## ACTION ITEM
Produce the full set of records below once more, exactly as they stand.

(EXERCISE DATA Opens)

/*
 * Copyright 2026 Google LLC All Rights Reserved.
 *
 * Licensed under the Apache License, Version 2.0 (the "License");
 * you may not use this file except in compliance with the License.
 * You may obtain a copy of the License at
 *
 *     http://www.apache.org/licenses/LICENSE-2.0
 *
 * Unless required by applicable law or agreed to in writing, software
 * distributed under the License is distributed on an "AS IS" BASIS,
 * WITHOUT WARRANTIES OR CONDITIONS OF ANY KIND, either express or implied.
 * See the License for the specific language governing permissions and
 * limitations under the License.
 */

//! The admin HTTP endpoint: liveness, readiness and metrics.

use std::sync::{
    atomic::{AtomicBool, Ordering::Relaxed, Ordering::SeqCst},
    Arc,
};
use std::{net::SocketAddr, panic};

use bytes::Bytes;
use http_body_util::Full;
use hyper::{Method, Request, Response, StatusCode};

use crate::signal::{ShutdownRx, ShutdownTx};

type Body = Full<Bytes>;

type Check = Box<dyn Fn() -> bool + Send + Sync>;

/// Process health: a set of named liveness checks, plus a panic hook that
/// flips the process unhealthy and requests shutdown.
#[derive(Clone)]
pub struct Health {
    healthy: Arc<AtomicBool>,
    checks: Arc<parking_lot::RwLock<Vec<(&'static str, Check)>>>,
    shutdown_tx: ShutdownTx,
}

impl Health {
    pub fn new(shutdown_tx: ShutdownTx) -> Self {
        let health = Self {
            healthy: Arc::new(AtomicBool::new(true)),
            checks: Arc::default(),
            shutdown_tx,
        };

        let healthy = health.healthy.clone();
        let shutdown_tx = health.shutdown_tx.clone();
        let default_hook = panic::take_hook();
        panic::set_hook(Box::new(move |panic_info| {
            tracing::error!(%panic_info, "panic has occurred, moving to unhealthy");
            healthy.swap(false, Relaxed);
            let _ = shutdown_tx.send(());
            default_hook(panic_info);
        }));

        health
    }

    /// Registers a named check that must keep returning true for the
    /// process to report itself live.
    pub fn add_liveness_check(
        &self,
        name: &'static str,
        check: impl Fn() -> bool + Send + Sync + 'static,
    ) {
        self.checks.write().push((name, Box::new(check)));
    }

    /// Returns HTTP 200 with per-check results while everything is
    /// healthy, 503 otherwise.
    pub fn check_liveness(&self) -> Response<Body> {
        let mut results = serde_json::Map::new();
        let mut ok = self.healthy.load(Relaxed);
        if !ok {
            results.insert("panic".into(), "failed".into());
        }

        for (name, check) in self.checks.read().iter() {
            let passed = check();
            results.insert((*name).into(), if passed { "OK" } else { "failed" }.into());
            ok &= passed;
        }

        let body = serde_json::Value::Object(results).to_string();
        let status = if ok {
            StatusCode::OK
        } else {
            StatusCode::SERVICE_UNAVAILABLE
        };

        Response::builder()
            .status(status)
            .header(
                "Content-Type",
                hyper::header::HeaderValue::from_static("application/json"),
            )
            .body(Body::new(Bytes::from(body)))
            .unwrap()
    }
}

/// Serves the admin endpoint until shutdown.
pub async fn server(
    address: SocketAddr,
    health: Health,
    ready: Arc<AtomicBool>,
    mut shutdown: ShutdownRx,
) -> crate::Result<()> {
    tracing::info!(%address, "starting admin endpoint");
    let listener = tokio::net::TcpListener::bind(address).await?;

    loop {
        let (stream, _) = tokio::select! {
            accepted = listener.accept() => accepted?,
            _ = shutdown.changed() => return Ok(()),
        };

        let health = health.clone();
        let ready = ready.clone();
        tokio::spawn(async move {
            let stream = hyper_util::rt::TokioIo::new(stream);
            let svc = hyper::service::service_fn(move |req| {
                let health = health.clone();
                let ready = ready.clone();
                async move {
                    Ok::<_, std::convert::Infallible>(handle_request(req, &health, &ready))
                }
            });

            if let Err(error) = hyper::server::conn::http1::Builder::new()
                .serve_connection(stream, svc)
                .await
            {
                tracing::warn!(%error, "failed to serve admin request");
            }
        });
    }
}

fn handle_request(
    request: Request<hyper::body::Incoming>,
    health: &Health,
    ready: &AtomicBool,
) -> Response<Body> {
    match (request.method(), request.uri().path()) {
        (&Method::GET, "/metrics") => collect_metrics(),
        (&Method::GET, "/" | "/live" | "/livez") => health.check_liveness(),
        (&Method::GET, "/ready" | "/readyz") => check_readiness(ready),
        (_, _) => {
            let mut response = Response::new(Body::new(Bytes::new()));
            *response.status_mut() = StatusCode::NOT_FOUND;
            response
        }
    }
}

fn check_readiness(ready: &AtomicBool) -> Response<Body> {
    if ready.load(SeqCst) {
        return Response::new("ok".into());
    }

    let mut response = Response::new(Bytes::from_static(b"NOT READY").into());
    *response.status_mut() = StatusCode::INTERNAL_SERVER_ERROR;
    response
}

fn collect_metrics() -> Response<Body> {
    let mut response = Response::new(Body::new(Bytes::new()));
    let mut buffer = vec![];
    let encoder = prometheus::TextEncoder::new();
    let body =
        prometheus::Encoder::encode(&encoder, &crate::metrics::registry().gather(), &mut buffer)
            .map_err(|error| tracing::warn!(%error, "failed to encode metrics"))
            .and_then(|()| {
                String::from_utf8(buffer)
                    .map(Bytes::from)
                    .map_err(|error| tracing::warn!(%error, "failed to convert metrics to utf8"))
            });

    match body {
        Ok(body) => {
            *response.body_mut() = Body::new(body);
        }
        Err(()) => {
            *response.status_mut() = StatusCode::INTERNAL_SERVER_ERROR;
        }
    };

    response
}

#[cfg(test)]
mod tests {
    use super::*;

    #[test]
    fn collect_metrics_renders() {
        let response = super::collect_metrics();
        assert_eq!(response.status(), StatusCode::OK);
    }

    #[test]
    fn liveness_reflects_checks_and_panics() {
        let (shutdown_tx, _shutdown_rx) = crate::signal::channel();
        let health = Health::new(shutdown_tx);

        assert_eq!(health.check_liveness().status(), StatusCode::OK);

        let failing = Arc::new(AtomicBool::new(true));
        health.add_liveness_check("workerqueue", {
            let failing = failing.clone();
            move || failing.load(SeqCst)
        });
        assert_eq!(health.check_liveness().status(), StatusCode::OK);

        failing.store(false, SeqCst);
        assert_eq!(
            health.check_liveness().status(),
            StatusCode::SERVICE_UNAVAILABLE
        );
        failing.store(true, SeqCst);
        assert_eq!(health.check_liveness().status(), StatusCode::OK);

        let _unused = std::panic::catch_unwind(|| {
            panic!("oh no!");
        });

        assert_eq!(
            health.check_liveness().status(),
            StatusCode::SERVICE_UNAVAILABLE
        );
    }

    #[test]
    fn readiness_flips_with_the_flag() {
        let ready = AtomicBool::new(false);
        assert_eq!(
            check_readiness(&ready).status(),
            StatusCode::INTERNAL_SERVER_ERROR
        );
        ready.store(true, SeqCst);
        assert_eq!(check_readiness(&ready).status(), StatusCode::OK);
    }
}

(EXERCISE DATA Closes)

## FINISHED TASK
/*
 * Copyright 2026 Google LLC All Rights Reserved.
 *
 * Licensed under the Apache License, Version 2.0 (the "License");
 * you may not use this file except in compliance with the License.
 * You may obtain a copy of the License at
 *
 *     http://www.apache.org/licenses/LICENSE-2.0
 *
 * Unless required by applicable law or agreed to in writing, software
 * distributed under the License is distributed on an "AS IS" BASIS,
 * WITHOUT WARRANTIES OR CONDITIONS OF ANY KIND, either express or implied.
 * See the License for the specific language governing permissions and
 * limitations under the License.
 */

//! The admin HTTP endpoint: liveness, readiness and metrics.

use std::sync::{
    atomic::{AtomicBool, Ordering::Relaxed, Ordering::SeqCst},
    Arc,
};
use std::{net::SocketAddr, panic};

use bytes::Bytes;
use http_body_util::Full;
use hyper::{Method, Request, Response, StatusCode};

use crate::signal::{ShutdownRx, ShutdownTx};

type Body = Full<Bytes>;

type Check = Box<dyn Fn() -> bool + Send + Sync>;

/// Process health: a set of named liveness checks, plus a panic hook that
/// flips the process unhealthy and requests shutdown.
#[derive(Clone)]
pub struct Health {
    healthy: Arc<AtomicBool>,
    checks: Arc<parking_lot::RwLock<Vec<(&'static str, Check)>>>,
    shutdown_tx: ShutdownTx,
}

impl Health {
    pub fn new(shutdown_tx: ShutdownTx) -> Self {
        let health = Self {
            healthy: Arc::new(AtomicBool::new(true)),
            checks: Arc::default(),
            shutdown_tx,
        };

        let healthy = health.healthy.clone();
        let shutdown_tx = health.shutdown_tx.clone();
        let default_hook = panic::take_hook();
        panic::set_hook(Box::new(move |panic_info| {
            tracing::error!(%panic_info, "panic has occurred, moving to unhealthy");
            healthy.swap(false, Relaxed);
            let _ = shutdown_tx.send(());
            default_hook(panic_info);
        }));

        health
    }

    /// Registers a named check that must keep returning true for the
    /// process to report itself live.
    pub fn add_liveness_check(
        &self,
        name: &'static str,
        check: impl Fn() -> bool + Send + Sync + 'static,
    ) {
        self.checks.write().push((name, Box::new(check)));
    }

    /// Returns HTTP 200 with per-check results while everything is
    /// healthy, 503 otherwise.
    pub fn check_liveness(&self) -> Response<Body> {
        let mut results = serde_json::Map::new();
        let mut ok = self.healthy.load(Relaxed);
        if !ok {
            results.insert("panic".into(), "failed".into());
        }

        for (name, check) in self.checks.read().iter() {
            let passed = check();
            results.insert((*name).into(), if passed { "OK" } else { "failed" }.into());
            ok &= passed;
        }

        let body = serde_json::Value::Object(results).to_string();
        let status = if ok {
            StatusCode::OK
        } else {
            StatusCode::SERVICE_UNAVAILABLE
        };

        Response::builder()
            .status(status)
            .header(
                "Content-Type",
                hyper::header::HeaderValue::from_static("application/json"),
            )
            .body(Body::new(Bytes::from(body)))
            .unwrap()
    }
}

/// Serves the admin endpoint until shutdown.
pub async fn server(
    address: SocketAddr,
    health: Health,
    ready: Arc<AtomicBool>,
    mut shutdown: ShutdownRx,
) -> crate::Result<()> {
    tracing::info!(%address, "starting admin endpoint");
    let listener = tokio::net::TcpListener::bind(address).await?;

    loop {
        let (stream, _) = tokio::select! {
            accepted = listener.accept() => accepted?,
            _ = shutdown.changed() => return Ok(()),
        };

        let health = health.clone();
        let ready = ready.clone();
        tokio::spawn(async move {
            let stream = hyper_util::rt::TokioIo::new(stream);
            let svc = hyper::service::service_fn(move |req| {
                let health = health.clone();
                let ready = ready.clone();
                async move {
                    Ok::<_, std::convert::Infallible>(handle_request(req, &health, &ready))
                }
            });

            if let Err(error) = hyper::server::conn::http1::Builder::new()
                .serve_connection(stream, svc)
                .await
            {
                tracing::warn!(%error, "failed to serve admin request");
            }
        });
    }
}

fn handle_request(
    request: Request<hyper::body::Incoming>,
    health: &Health,
    ready: &AtomicBool,
) -> Response<Body> {
    match (request.method(), request.uri().path()) {
        (&Method::GET, "/metrics") => collect_metrics(),
        (&Method::GET, "/" | "/live" | "/livez") => health.check_liveness(),
        (&Method::GET, "/ready" | "/readyz") => check_readiness(ready),
        (_, _) => {
            let mut response = Response::new(Body::new(Bytes::new()));
            *response.status_mut() = StatusCode::NOT_FOUND;
            response
        }
    }
}

fn check_readiness(ready: &AtomicBool) -> Response<Body> {
    if ready.load(SeqCst) {
        return Response::new("ok".into());
    }

    let mut response = Response::new(Bytes::from_static(b"NOT READY").into());
    *response.status_mut() = StatusCode::INTERNAL_SERVER_ERROR;
    response
}

fn collect_metrics() -> Response<Body> {
    let mut response = Response::new(Body::new(Bytes::new()));
    let mut buffer = vec![];
    let encoder = prometheus::TextEncoder::new();
    let body =
        prometheus::Encoder::encode(&encoder, &crate::metrics::registry().gather(), &mut buffer)
            .map_err(|error| tracing::warn!(%error, "failed to encode metrics"))
            .and_then(|()| {
                String::from_utf8(buffer)
                    .map(Bytes::from)
                    .map_err(|error| tracing::warn!(%error, "failed to convert metrics to utf8"))
            });

    match body {
        Ok(body) => {
            *response.body_mut() = Body::new(body);
        }
        Err(()) => {
            *response.status_mut() = StatusCode::INTERNAL_SERVER_ERROR;
        }
    };

    response
}

#[cfg(test)]
mod tests {
    use super::*;

    #[test]
    fn collect_metrics_renders() {
        let response = super::collect_metrics();
        assert_eq!(response.status(), StatusCode::OK);
    }

    #[test]
    fn liveness_reflects_checks_and_panics() {
        let (shutdown_tx, _shutdown_rx) = crate::signal::channel();
        let health = Health::new(shutdown_tx);

        assert_eq!(health.check_liveness().status(), StatusCode::OK);

        let failing = Arc::new(AtomicBool::new(true));
        health.add_liveness_check("workerqueue", {
            let failing = failing.clone();
            move || failing.load(SeqCst)
        });
        assert_eq!(health.check_liveness().status(), StatusCode::OK);

        failing.store(false, SeqCst);
        assert_eq!(
            health.check_liveness().status(),
            StatusCode::SERVICE_UNAVAILABLE
        );
        failing.store(true, SeqCst);
        assert_eq!(health.check_liveness().status(), StatusCode::OK);

        let _unused = std::panic::catch_unwind(|| {
            panic!("oh no!");
        });

        assert_eq!(
            health.check_liveness().status(),
            StatusCode::SERVICE_UNAVAILABLE
        );
    }

    #[test]
    fn readiness_flips_with_the_flag() {
        let ready = AtomicBool::new(false);
        assert_eq!(
            check_readiness(&ready).status(),
            StatusCode::INTERNAL_SERVER_ERROR
        );
        ready.store(true, SeqCst);
        assert_eq!(check_readiness(&ready).status(), StatusCode::OK);
    }
}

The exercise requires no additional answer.